Data for analysis below:

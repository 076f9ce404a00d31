//! Recursive-descent parser for the Lox grammar.
//!
//! Consumes the scanner's token list through a monotonic cursor and produces
//! statement trees. Precedence is encoded in the call chain (lowest first):
//!
//! ```text
//! expression = assignment
//! assignment = (call ".")? IDENT "=" assignment | logic_or
//! logic_or   = logic_and ("or" logic_and)*
//! logic_and  = equality ("and" equality)*
//! equality   = comparison (("!=" | "==") comparison)*
//! comparison = term ((">" | ">=" | "<" | "<=") term)*
//! term       = factor (("-" | "+") factor)*
//! factor     = unary (("/" | "*") unary)*
//! unary      = ("!" | "-") unary | call
//! call       = primary ("(" arguments? ")" | "." IDENT)*
//! ```
//!
//! A parser really has two jobs: turn a valid token sequence into a tree, and
//! report every mistake in an invalid one. Errors are reported through the
//! shared [`Reporter`]; panic-mode recovery then skips to the next statement
//! boundary so a single run can surface multiple diagnostics.
//!
//! `for` loops never reach the resolver or interpreter: they are rewritten
//! here into an initializer block wrapping a `while` loop.

use log::{debug, info};

use crate::error::Reporter;
use crate::expr::{Expr, ExprId};
use crate::stmt::{FunctionDecl, Stmt};
use crate::token::{Token, TokenType};
use std::rc::Rc;

/// Sentinel raised inside the parser to trigger panic-mode recovery.
/// Never escapes [`Parser::parse`]; the reporter carries the diagnostics.
struct ParseError;

type ParseResult<T> = Result<T, ParseError>;

pub struct Parser<'r> {
    tokens: Vec<Token>,
    current: usize,
    loop_depth: usize,
    reporter: &'r mut Reporter,
}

End of Data for analysis.

* Task statement:
Only the lines from the one containing "use std::rc::Rc;" through the end of the listing belong in the response, each reproduced exactly.

* Task output:
use std::rc::Rc;

/// Sentinel raised inside the parser to trigger panic-mode recovery.
/// Never escapes [`Parser::parse`]; the reporter carries the diagnostics.
struct ParseError;

type ParseResult<T> = Result<T, ParseError>;

pub struct Parser<'r> {
    tokens: Vec<Token>,
    current: usize,
    loop_depth: usize,
    reporter: &'r mut Reporter,
}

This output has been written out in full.